Directions. Copy each line of the entries beneath that contains the word "async".

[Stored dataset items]
***
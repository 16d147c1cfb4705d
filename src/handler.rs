use anyhow::Result;
use crossterm::event::{KeyCode, KeyEvent, KeyModifiers, MouseEvent, MouseEventKind};
use tokio::sync::mpsc;
use crate::app::{App, InputMode, Outgoing, Screen};
use crate::audio::Playback;
use crate::client::GiftHuntClient;
use crate::tui::AppEvent;

/// Everything the handlers reach outside the UI state
pub struct Services {
    pub client: GiftHuntClient,
    pub player: Box<dyn Playback + Send>,
    pub replies: mpsc::UnboundedSender<AppEvent>,
}

/// Convert a character index to a byte index for UTF-8 safe string operations
fn char_to_byte_index(s: &str, char_idx: usize) -> usize {
    s.char_indices()
        .nth(char_idx)
        .map(|(i, _)| i)
        .unwrap_or(s.len())
}

pub fn handle_event(app: &mut App, services: &mut Services, event: AppEvent) -> Result<()> {
    match event {
        AppEvent::Key(key) => handle_key(app, services, key),
        AppEvent::Mouse(mouse) => handle_mouse(app, mouse),
        AppEvent::Resize(_, _) => {}
        AppEvent::Tick => {
            app.tick_animation();
            app.poll_playback(services.player.as_mut());
        }
        AppEvent::Reply { request_id, result } => {
            app.finish_send(request_id, result, services.player.as_mut());
        }
    }
    Ok(())
}

/// Post a message in the background; the reply comes back as `AppEvent::Reply`.
fn dispatch(services: &Services, outgoing: Outgoing) {
    let client = services.client.clone();
    let replies = services.replies.clone();

    log::debug!("Sending request {}", outgoing.request_id);
    tokio::spawn(async move {
        let result = client.chat(&outgoing.message).await;
        if replies
            .send(AppEvent::Reply {
                request_id: outgoing.request_id,
                result,
            })
            .is_err()
        {
            log::debug!("Dropped reply {}: UI already closed", outgoing.request_id);
        }
    });
}

fn handle_key(app: &mut App, services: &mut Services, key: KeyEvent) {
    // Global keys that work in any mode
    if key.code == KeyCode::Char('c') && key.modifiers.contains(KeyModifiers::CONTROL) {
        app.should_quit = true;
        return;
    }

    match (app.screen, app.input_mode) {
        (Screen::Welcome, _) => handle_welcome(app, services, key),
        (Screen::Chat, InputMode::Normal) => handle_chat_normal(app, services, key),
        (Screen::Chat, InputMode::Editing) => handle_chat_editing(app, services, key),
    }
}

fn handle_welcome(app: &mut App, services: &Services, key: KeyEvent) {
    match key.code {
        KeyCode::Enter | KeyCode::Char('s') => {
            if let Some(outgoing) = app.start_hunt() {
                dispatch(services, outgoing);
            }
        }
        KeyCode::Char('q') | KeyCode::Esc => app.should_quit = true,
        _ => {}
    }
}

fn handle_chat_normal(app: &mut App, services: &mut Services, key: KeyEvent) {
    match key.code {
        KeyCode::Char('q') => app.should_quit = true,
        KeyCode::Char('i') | KeyCode::Enter => app.input_mode = InputMode::Editing,
        KeyCode::Char('p') => app.toggle_playback(services.player.as_mut()),

        // Scrolling
        KeyCode::Char('j') | KeyCode::Down => app.scroll_chat_down(),
        KeyCode::Char('k') | KeyCode::Up => app.scroll_chat_up(),
        KeyCode::Char('d') if key.modifiers.contains(KeyModifiers::CONTROL) => {
            app.scroll_chat_half_page_down();
        }
        KeyCode::Char('u') if key.modifiers.contains(KeyModifiers::CONTROL) => {
            app.scroll_chat_half_page_up();
        }
        KeyCode::PageDown => app.scroll_chat_half_page_down(),
        KeyCode::PageUp => app.scroll_chat_half_page_up(),
        KeyCode::Char('G') => app.scroll_chat_to_bottom(),
        KeyCode::Char('g') => app.chat_scroll = 0,

        _ => {}
    }
}

fn handle_chat_editing(app: &mut App, services: &mut Services, key: KeyEvent) {
    match key.code {
        KeyCode::Esc => {
            app.input_mode = InputMode::Normal;
        }
        KeyCode::Enter => {
            if let Some(outgoing) = app.begin_send(None, false) {
                dispatch(services, outgoing);
            }
        }
        KeyCode::Char('p') if key.modifiers.contains(KeyModifiers::CONTROL) => {
            app.toggle_playback(services.player.as_mut());
        }
        KeyCode::Backspace => {
            if app.input_cursor > 0 {
                app.input_cursor -= 1;
                let byte_pos = char_to_byte_index(&app.input, app.input_cursor);
                app.input.remove(byte_pos);
            }
        }
        KeyCode::Delete => {
            let char_count = app.input.chars().count();
            if app.input_cursor < char_count {
                let byte_pos = char_to_byte_index(&app.input, app.input_cursor);
                app.input.remove(byte_pos);
            }
        }
        KeyCode::Left => {
            app.input_cursor = app.input_cursor.saturating_sub(1);
        }
        KeyCode::Right => {
            let char_count = app.input.chars().count();
            app.input_cursor = (app.input_cursor + 1).min(char_count);
        }
        KeyCode::Home => {
            app.input_cursor = 0;
        }
        KeyCode::End => {
            app.input_cursor = app.input.chars().count();
        }
        KeyCode::PageDown => app.scroll_chat_half_page_down(),
        KeyCode::PageUp => app.scroll_chat_half_page_up(),
        KeyCode::Char(c) => {
            if key.modifiers.contains(KeyModifiers::CONTROL) {
                return;
            }
            let byte_pos = char_to_byte_index(&app.input, app.input_cursor);
            app.input.insert(byte_pos, c);
            app.input_cursor += 1;
        }
        _ => {}
    }
}

fn handle_mouse(app: &mut App, mouse: MouseEvent) {
    if app.screen != Screen::Chat {
        return;
    }

    match mouse.kind {
        MouseEventKind::ScrollDown => {
            app.chat_scroll = app.chat_scroll.saturating_add(3);
        }
        MouseEventKind::ScrollUp => {
            app.chat_scroll = app.chat_scroll.saturating_sub(3);
        }
        _ => {}
    }
}

#[cfg(test)]
mod tests {
    use super::*;
    use crate::app::{FALLBACK_REPLY, PLAY_CAPTION, STOP_CAPTION};
    use crate::client::ChatReply;
    use crate::state::{Mood, Sender};
    use std::sync::atomic::{AtomicUsize, Ordering};
    use std::sync::Arc;
    use tokio::net::TcpListener;

    #[derive(Default)]
    struct CountingPlayer {
        starts: Arc<AtomicUsize>,
    }

    impl Playback for CountingPlayer {
        fn start(&mut self) -> Result<()> {
            self.starts.fetch_add(1, Ordering::SeqCst);
            Ok(())
        }
        fn stop(&mut self) {}
        fn poll_end(&mut self) -> Option<Result<()>> {
            None
        }
    }

    /// Services pointing at a port nobody listens on.
    async fn offline_services() -> (Services, mpsc::UnboundedReceiver<AppEvent>, Arc<AtomicUsize>) {
        let listener = TcpListener::bind("127.0.0.1:0").await.unwrap();
        let addr = listener.local_addr().unwrap();
        drop(listener);

        let (tx, rx) = mpsc::unbounded_channel();
        let starts = Arc::new(AtomicUsize::new(0));
        let services = Services {
            client: GiftHuntClient::new(&format!("http://{}", addr)),
            player: Box::new(CountingPlayer {
                starts: starts.clone(),
            }),
            replies: tx,
        };
        (services, rx, starts)
    }

    fn key(code: KeyCode) -> AppEvent {
        AppEvent::Key(KeyEvent::new(code, KeyModifiers::NONE))
    }

    fn ctrl(c: char) -> AppEvent {
        AppEvent::Key(KeyEvent::new(KeyCode::Char(c), KeyModifiers::CONTROL))
    }

    fn type_text(app: &mut App, services: &mut Services, text: &str) {
        for c in text.chars() {
            handle_event(app, services, key(KeyCode::Char(c))).unwrap();
        }
    }

    #[tokio::test]
    async fn test_start_then_unreachable_server_shows_fallback() {
        let (mut services, mut rx, _) = offline_services().await;
        let mut app = App::new();

        handle_event(&mut app, &mut services, key(KeyCode::Enter)).unwrap();
        assert_eq!(app.screen, Screen::Chat);
        assert!(app.has_pending_requests());

        let reply = rx.recv().await.unwrap();
        handle_event(&mut app, &mut services, reply).unwrap();

        assert!(!app.has_pending_requests());
        assert_eq!(app.messages.len(), 1);
        assert_eq!(app.messages[0].text, FALLBACK_REPLY);
        assert_eq!(app.mood, Mood::Confused);
    }

    #[tokio::test]
    async fn test_typed_message_is_sent_and_input_cleared() {
        let (mut services, mut rx, _) = offline_services().await;
        let mut app = App::new();
        app.screen = Screen::Chat;
        app.input_mode = InputMode::Editing;

        type_text(&mut app, &mut services, "blue");
        assert_eq!(app.input, "blue");

        handle_event(&mut app, &mut services, key(KeyCode::Enter)).unwrap();
        assert!(app.input.is_empty());
        assert_eq!(app.messages[0].sender, Sender::User);
        assert_eq!(app.messages[0].text, "blue");

        let reply = rx.recv().await.unwrap();
        handle_event(&mut app, &mut services, reply).unwrap();
        assert_eq!(app.messages.len(), 2);
    }

    #[tokio::test]
    async fn test_empty_enter_sends_nothing() {
        let (mut services, mut rx, _) = offline_services().await;
        let mut app = App::new();
        app.screen = Screen::Chat;
        app.input_mode = InputMode::Editing;

        handle_event(&mut app, &mut services, key(KeyCode::Enter)).unwrap();
        assert!(app.messages.is_empty());
        assert!(rx.try_recv().is_err());
    }

    #[tokio::test]
    async fn test_reply_event_enables_and_toggles_playback() {
        let (mut services, _rx, starts) = offline_services().await;
        let mut app = App::new();
        app.screen = Screen::Chat;
        app.input_mode = InputMode::Editing;

        let outgoing = app.begin_send(Some("blue"), false).unwrap();
        let reply = AppEvent::Reply {
            request_id: outgoing.request_id,
            result: Ok(ChatReply {
                response_text: "**YES! You got it right!**".to_string(),
                agent_state: "excited".to_string(),
            }),
        };
        handle_event(&mut app, &mut services, reply).unwrap();
        assert!(app.play_enabled);

        handle_event(&mut app, &mut services, ctrl('p')).unwrap();
        assert_eq!(app.play_caption(), STOP_CAPTION);
        assert_eq!(starts.load(Ordering::SeqCst), 1);
        // Ctrl+P is a shortcut, not text
        assert!(app.input.is_empty());

        handle_event(&mut app, &mut services, key(KeyCode::Esc)).unwrap();
        handle_event(&mut app, &mut services, key(KeyCode::Char('p'))).unwrap();
        assert_eq!(app.play_caption(), PLAY_CAPTION);
    }

    #[tokio::test]
    async fn test_utf8_editing() {
        let (mut services, _rx, _) = offline_services().await;
        let mut app = App::new();
        app.screen = Screen::Chat;
        app.input_mode = InputMode::Editing;

        type_text(&mut app, &mut services, "héllo");
        handle_event(&mut app, &mut services, key(KeyCode::Left)).unwrap();
        handle_event(&mut app, &mut services, key(KeyCode::Left)).unwrap();
        handle_event(&mut app, &mut services, key(KeyCode::Left)).unwrap();
        handle_event(&mut app, &mut services, key(KeyCode::Backspace)).unwrap();
        assert_eq!(app.input, "hllo");
        assert_eq!(app.input_cursor, 1);

        handle_event(&mut app, &mut services, key(KeyCode::End)).unwrap();
        type_text(&mut app, &mut services, "ü");
        assert_eq!(app.input, "hlloü");
    }

    #[tokio::test]
    async fn test_quit_keys() {
        let (mut services, _rx, _) = offline_services().await;

        let mut app = App::new();
        handle_event(&mut app, &mut services, key(KeyCode::Char('q'))).unwrap();
        assert!(app.should_quit);

        let mut app = App::new();
        app.screen = Screen::Chat;
        app.input_mode = InputMode::Editing;
        // 'q' is text while editing
        handle_event(&mut app, &mut services, key(KeyCode::Char('q'))).unwrap();
        assert!(!app.should_quit);
        handle_event(&mut app, &mut services, ctrl('c')).unwrap();
        assert!(app.should_quit);
    }

    #[tokio::test]
    async fn test_tick_advances_avatar() {
        let (mut services, _rx, _) = offline_services().await;
        let mut app = App::new();
        handle_event(&mut app, &mut services, AppEvent::Tick).unwrap();
        assert_eq!(app.avatar_frame, 1);
    }
}
use anyhow::Result;
use crate::audio::Playback;
use crate::client::{ChatReply, START_GAME_MESSAGE};
use crate::state::{ChatMessage, Mood};

/// Reply phrase that unlocks the poem, enabling the play button.
pub const UNLOCK_PHRASE: &str = "YES! You got it right!";
/// Reply phrases that move past the poem, disabling the play button.
pub const MOVE_ON_PHRASES: [&str; 2] = ["HUH! You're a little too fast", "Your next challenge is:"];

pub const FALLBACK_REPLY: &str =
    "Agent Cupid is experiencing technical turbulence! Please try your message again.";

pub const PLAY_CAPTION: &str = "🎶 Hear Harsh's Voice!";
pub const STOP_CAPTION: &str = "⏸ Stop the Music";

/// Frames of the agent avatar, cycled on every tick.
pub const AVATAR_FRAMES: [&str; 4] = ["<(^_^)>", "(>^_^)>", "<(^_^)>", "<(^_^<)"];

#[derive(Debug, Clone, Copy, PartialEq, Eq)]
pub enum Screen {
    Welcome,
    Chat,
}

#[derive(Debug, Clone, Copy, PartialEq, Eq)]
pub enum InputMode {
    Normal,
    Editing,
}

/// A request ready to go out to the server
#[derive(Debug, Clone, PartialEq, Eq)]
pub struct Outgoing {
    pub request_id: u64,
    pub message: String,
}

pub struct App {
    // Core state
    pub should_quit: bool,
    pub screen: Screen,
    pub input_mode: InputMode,

    // Input box
    pub input: String,
    pub input_cursor: usize, // cursor position in chars

    // Chat history
    pub messages: Vec<ChatMessage>,
    pub mood: Mood,
    pub chat_scroll: u16,
    pub chat_height: u16, // inner height of the chat pane, updated during render
    pub chat_width: u16,  // inner width of the chat pane, updated during render

    // Poem playback
    pub play_enabled: bool,
    pub is_playing: bool,
    completion_armed: bool,

    // Animation state
    pub animation_frame: u8, // 0-2 for ellipsis animation
    pub avatar_frame: usize,

    /// One-line notice shown in the footer (e.g. playback errors)
    pub status: Option<String>,

    next_request_id: u64,
}

impl App {
    pub fn new() -> Self {
        Self {
            should_quit: false,
            screen: Screen::Welcome,
            input_mode: InputMode::Normal,

            input: String::new(),
            input_cursor: 0,

            messages: Vec::new(),
            mood: Mood::Neutral,
            chat_scroll: 0,
            chat_height: 0,
            chat_width: 0,

            play_enabled: false,
            is_playing: false,
            completion_armed: false,

            animation_frame: 0,
            avatar_frame: 0,

            status: None,

            next_request_id: 1,
        }
    }

    /// Leave the welcome screen and prime a game session on the server.
    pub fn start_hunt(&mut self) -> Option<Outgoing> {
        if self.screen != Screen::Welcome {
            return None;
        }
        self.screen = Screen::Chat;
        self.input_mode = InputMode::Editing;
        log::info!("Gift hunt started");
        self.begin_send(Some(START_GAME_MESSAGE), true)
    }

    /// Record a send in the transcript and hand back the request to post.
    ///
    /// Returns `None` (and changes nothing) for an empty user message.
    /// System sends skip the user entry and leave the input box alone.
    pub fn begin_send(&mut self, initial: Option<&str>, is_system: bool) -> Option<Outgoing> {
        let message = match initial {
            Some(text) if !text.is_empty() => text.to_string(),
            _ => self.input.trim().to_string(),
        };

        if message.is_empty() && !is_system {
            return None;
        }

        if !is_system {
            self.messages.push(ChatMessage::user(message.clone()));
            self.input.clear();
            self.input_cursor = 0;
        }

        let request_id = self.next_request_id;
        self.next_request_id += 1;
        self.messages.push(ChatMessage::thinking(request_id));
        self.scroll_chat_to_bottom();

        Some(Outgoing { request_id, message })
    }

    /// Apply the outcome of a request started by `begin_send`.
    pub fn finish_send(&mut self, request_id: u64, result: Result<ChatReply>, player: &mut dyn Playback) {
        self.messages.retain(|msg| msg.pending != Some(request_id));

        match result {
            Ok(reply) => {
                let text = reply.response_text;

                if text.contains(UNLOCK_PHRASE) {
                    self.play_enabled = true;
                }

                if MOVE_ON_PHRASES.iter().any(|phrase| text.contains(phrase)) {
                    self.play_enabled = false;
                    player.stop();
                    self.is_playing = false;
                    self.completion_armed = false;
                }

                self.messages.push(ChatMessage::agent(text.replace('\n', "<br>")));
                self.mood = Mood::from_tag(&reply.agent_state);
            }
            Err(e) => {
                log::error!("Error communicating with the gift hunt server: {:#}", e);
                self.messages.push(ChatMessage::agent(FALLBACK_REPLY));
                self.mood = Mood::Confused;
            }
        }

        self.scroll_chat_to_bottom();
    }

    pub fn has_pending_requests(&self) -> bool {
        self.messages.iter().any(ChatMessage::is_placeholder)
    }

    // Poem playback

    pub fn play_caption(&self) -> &'static str {
        if self.is_playing {
            STOP_CAPTION
        } else {
            PLAY_CAPTION
        }
    }

    pub fn toggle_playback(&mut self, player: &mut dyn Playback) {
        if !self.play_enabled {
            return;
        }

        if self.is_playing {
            player.stop();
            self.is_playing = false;
            self.completion_armed = false;
            return;
        }

        match player.start() {
            Ok(()) => {
                self.is_playing = true;
                self.completion_armed = true;
                self.status = None;
            }
            Err(e) => {
                log::warn!("Could not play the poem: {:#}", e);
                self.status = Some(format!("Could not play the poem: {}", e));
            }
        }
    }

    /// Completion notification: the clip ran to its end.
    pub fn playback_ended(&mut self) {
        self.is_playing = false;
        self.completion_armed = false;
    }

    /// Fire the completion notification once the player is done with the clip.
    pub fn poll_playback(&mut self, player: &mut dyn Playback) {
        if !self.completion_armed {
            return;
        }

        match player.poll_end() {
            None => {}
            Some(Ok(())) => self.playback_ended(),
            Some(Err(e)) => {
                log::warn!("Poem playback failed: {:#}", e);
                self.status = Some(format!("Could not play the poem: {}", e));
                self.playback_ended();
            }
        }
    }

    /// Tick animation frames (called by Tick event)
    pub fn tick_animation(&mut self) {
        if self.has_pending_requests() {
            self.animation_frame = (self.animation_frame + 1) % 3;
        }
        self.avatar_frame = (self.avatar_frame + 1) % AVATAR_FRAMES.len();
    }

    pub fn avatar(&self) -> &'static str {
        AVATAR_FRAMES[self.avatar_frame % AVATAR_FRAMES.len()]
    }

    // Chat scrolling

    pub fn scroll_chat_down(&mut self) {
        self.chat_scroll = self.chat_scroll.saturating_add(1);
    }

    pub fn scroll_chat_up(&mut self) {
        self.chat_scroll = self.chat_scroll.saturating_sub(1);
    }

    pub fn scroll_chat_half_page_down(&mut self) {
        let half = (self.chat_height / 2).max(1);
        self.chat_scroll = self.chat_scroll.saturating_add(half);
    }

    pub fn scroll_chat_half_page_up(&mut self) {
        let half = (self.chat_height / 2).max(1);
        self.chat_scroll = self.chat_scroll.saturating_sub(half);
    }

    /// Scroll the chat so the newest entry is visible
    pub fn scroll_chat_to_bottom(&mut self) {
        // Use actual chat width for wrap calculation, default to 50 if not set
        let wrap_width = if self.chat_width > 0 {
            self.chat_width as usize
        } else {
            50
        };

        let mut total_lines: u16 = 0;

        for msg in &self.messages {
            total_lines = total_lines.saturating_add(1); // Sender line
            for line in msg.text.split("<br>").flat_map(str::lines) {
                let char_count = line.chars().count();
                let wrapped = if char_count == 0 {
                    1
                } else {
                    (char_count / wrap_width) + 1
                };
                total_lines = total_lines.saturating_add(wrapped as u16);
            }
            total_lines = total_lines.saturating_add(1); // Blank line after message
        }

        let visible_height = if self.chat_height > 0 {
            self.chat_height
        } else {
            20
        };

        self.chat_scroll = total_lines.saturating_sub(visible_height);
    }
}

impl Default for App {
    fn default() -> Self {
        Self::new()
    }
}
***
Answer.
    tokio::spawn(async move {
    async fn offline_services() -> (Services, mpsc::UnboundedReceiver<AppEvent>, Arc<AtomicUsize>) {
    async fn test_start_then_unreachable_server_shows_fallback() {
    async fn test_typed_message_is_sent_and_input_cleared() {
    async fn test_empty_enter_sends_nothing() {
    async fn test_reply_event_enables_and_toggles_playback() {
    async fn test_utf8_editing() {
    async fn test_quit_keys() {
    async fn test_tick_advances_avatar() {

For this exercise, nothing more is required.